[Records contained in a dataset]
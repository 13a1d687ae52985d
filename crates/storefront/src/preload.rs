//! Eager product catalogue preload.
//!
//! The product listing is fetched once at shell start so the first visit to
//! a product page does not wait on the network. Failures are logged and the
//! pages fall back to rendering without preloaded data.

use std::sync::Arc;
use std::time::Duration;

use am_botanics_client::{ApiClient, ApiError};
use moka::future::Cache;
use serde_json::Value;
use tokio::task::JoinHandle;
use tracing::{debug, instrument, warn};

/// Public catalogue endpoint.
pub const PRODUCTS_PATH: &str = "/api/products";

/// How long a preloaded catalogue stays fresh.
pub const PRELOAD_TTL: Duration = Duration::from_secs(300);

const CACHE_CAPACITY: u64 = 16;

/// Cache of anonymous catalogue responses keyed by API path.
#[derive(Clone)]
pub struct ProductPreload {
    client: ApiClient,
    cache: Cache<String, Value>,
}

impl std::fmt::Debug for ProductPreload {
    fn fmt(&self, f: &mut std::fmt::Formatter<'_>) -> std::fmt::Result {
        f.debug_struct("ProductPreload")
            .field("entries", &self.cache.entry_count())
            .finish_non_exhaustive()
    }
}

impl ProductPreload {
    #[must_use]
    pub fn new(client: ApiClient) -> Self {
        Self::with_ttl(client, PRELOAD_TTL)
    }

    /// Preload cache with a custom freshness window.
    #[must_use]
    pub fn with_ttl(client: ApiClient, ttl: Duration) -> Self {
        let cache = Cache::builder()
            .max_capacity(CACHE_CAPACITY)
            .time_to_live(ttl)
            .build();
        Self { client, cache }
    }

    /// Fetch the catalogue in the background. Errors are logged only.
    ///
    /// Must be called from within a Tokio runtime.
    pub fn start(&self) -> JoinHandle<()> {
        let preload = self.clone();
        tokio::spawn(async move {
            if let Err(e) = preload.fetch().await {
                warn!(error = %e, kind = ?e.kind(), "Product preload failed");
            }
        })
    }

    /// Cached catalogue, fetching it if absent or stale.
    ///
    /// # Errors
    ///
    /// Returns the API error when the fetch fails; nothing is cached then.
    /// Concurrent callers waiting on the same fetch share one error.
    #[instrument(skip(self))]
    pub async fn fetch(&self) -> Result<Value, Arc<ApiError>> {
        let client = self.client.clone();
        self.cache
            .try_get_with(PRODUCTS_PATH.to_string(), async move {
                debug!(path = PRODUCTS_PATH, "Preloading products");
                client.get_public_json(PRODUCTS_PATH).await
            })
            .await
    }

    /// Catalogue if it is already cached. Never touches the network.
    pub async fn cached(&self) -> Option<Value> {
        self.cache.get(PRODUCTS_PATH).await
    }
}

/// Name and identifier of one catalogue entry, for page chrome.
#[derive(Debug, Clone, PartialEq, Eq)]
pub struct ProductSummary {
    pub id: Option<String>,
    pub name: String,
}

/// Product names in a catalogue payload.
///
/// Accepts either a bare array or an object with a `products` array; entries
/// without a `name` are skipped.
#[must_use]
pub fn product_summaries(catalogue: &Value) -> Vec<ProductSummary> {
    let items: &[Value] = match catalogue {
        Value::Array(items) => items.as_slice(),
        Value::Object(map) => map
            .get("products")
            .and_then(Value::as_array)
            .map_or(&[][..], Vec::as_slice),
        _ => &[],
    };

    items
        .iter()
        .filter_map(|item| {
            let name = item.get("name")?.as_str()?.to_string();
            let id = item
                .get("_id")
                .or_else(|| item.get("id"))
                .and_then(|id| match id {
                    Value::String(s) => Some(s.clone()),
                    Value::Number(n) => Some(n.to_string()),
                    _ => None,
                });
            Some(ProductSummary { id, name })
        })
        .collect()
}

=== WORK ITEM ===
What you return must be the entries, given again word for word.

=== ANSWER BOX ===
repository 13a1d687ae52985d
filename crates/storefront/src/preload.rs
//! Eager product catalogue preload.
//!
//! The product listing is fetched once at shell start so the first visit to
//! a product page does not wait on the network. Failures are logged and the
//! pages fall back to rendering without preloaded data.

use std::sync::Arc;
use std::time::Duration;

use am_botanics_client::{ApiClient, ApiError};
use moka::future::Cache;
use serde_json::Value;
use tokio::task::JoinHandle;
use tracing::{debug, instrument, warn};

/// Public catalogue endpoint.
pub const PRODUCTS_PATH: &str = "/api/products";

/// How long a preloaded catalogue stays fresh.
pub const PRELOAD_TTL: Duration = Duration::from_secs(300);

const CACHE_CAPACITY: u64 = 16;

/// Cache of anonymous catalogue responses keyed by API path.
#[derive(Clone)]
pub struct ProductPreload {
    client: ApiClient,
    cache: Cache<String, Value>,
}

impl std::fmt::Debug for ProductPreload {
    fn fmt(&self, f: &mut std::fmt::Formatter<'_>) -> std::fmt::Result {
        f.debug_struct("ProductPreload")
            .field("entries", &self.cache.entry_count())
            .finish_non_exhaustive()
    }
}

impl ProductPreload {
    #[must_use]
    pub fn new(client: ApiClient) -> Self {
        Self::with_ttl(client, PRELOAD_TTL)
    }

    /// Preload cache with a custom freshness window.
    #[must_use]
    pub fn with_ttl(client: ApiClient, ttl: Duration) -> Self {
        let cache = Cache::builder()
            .max_capacity(CACHE_CAPACITY)
            .time_to_live(ttl)
            .build();
        Self { client, cache }
    }

    /// Fetch the catalogue in the background. Errors are logged only.
    ///
    /// Must be called from within a Tokio runtime.
    pub fn start(&self) -> JoinHandle<()> {
        let preload = self.clone();
        tokio::spawn(async move {
            if let Err(e) = preload.fetch().await {
                warn!(error = %e, kind = ?e.kind(), "Product preload failed");
            }
        })
    }

    /// Cached catalogue, fetching it if absent or stale.
    ///
    /// # Errors
    ///
    /// Returns the API error when the fetch fails; nothing is cached then.
    /// Concurrent callers waiting on the same fetch share one error.
    #[instrument(skip(self))]
    pub async fn fetch(&self) -> Result<Value, Arc<ApiError>> {
        let client = self.client.clone();
        self.cache
            .try_get_with(PRODUCTS_PATH.to_string(), async move {
                debug!(path = PRODUCTS_PATH, "Preloading products");
                client.get_public_json(PRODUCTS_PATH).await
            })
            .await
    }

    /// Catalogue if it is already cached. Never touches the network.
    pub async fn cached(&self) -> Option<Value> {
        self.cache.get(PRODUCTS_PATH).await
    }
}

/// Name and identifier of one catalogue entry, for page chrome.
#[derive(Debug, Clone, PartialEq, Eq)]
pub struct ProductSummary {
    pub id: Option<String>,
    pub name: String,
}

/// Product names in a catalogue payload.
///
/// Accepts either a bare array or an object with a `products` array; entries
/// without a `name` are skipped.
#[must_use]
pub fn product_summaries(catalogue: &Value) -> Vec<ProductSummary> {
    let items: &[Value] = match catalogue {
        Value::Array(items) => items.as_slice(),
        Value::Object(map) => map
            .get("products")
            .and_then(Value::as_array)
            .map_or(&[][..], Vec::as_slice),
        _ => &[],
    };

    items
        .iter()
        .filter_map(|item| {
            let name = item.get("name")?.as_str()?.to_string();
            let id = item
                .get("_id")
                .or_else(|| item.get("id"))
                .and_then(|id| match id {
                    Value::String(s) => Some(s.clone()),
                    Value::Number(n) => Some(n.to_string()),
                    _ => None,
                });
            Some(ProductSummary { id, name })
        })
        .collect()
}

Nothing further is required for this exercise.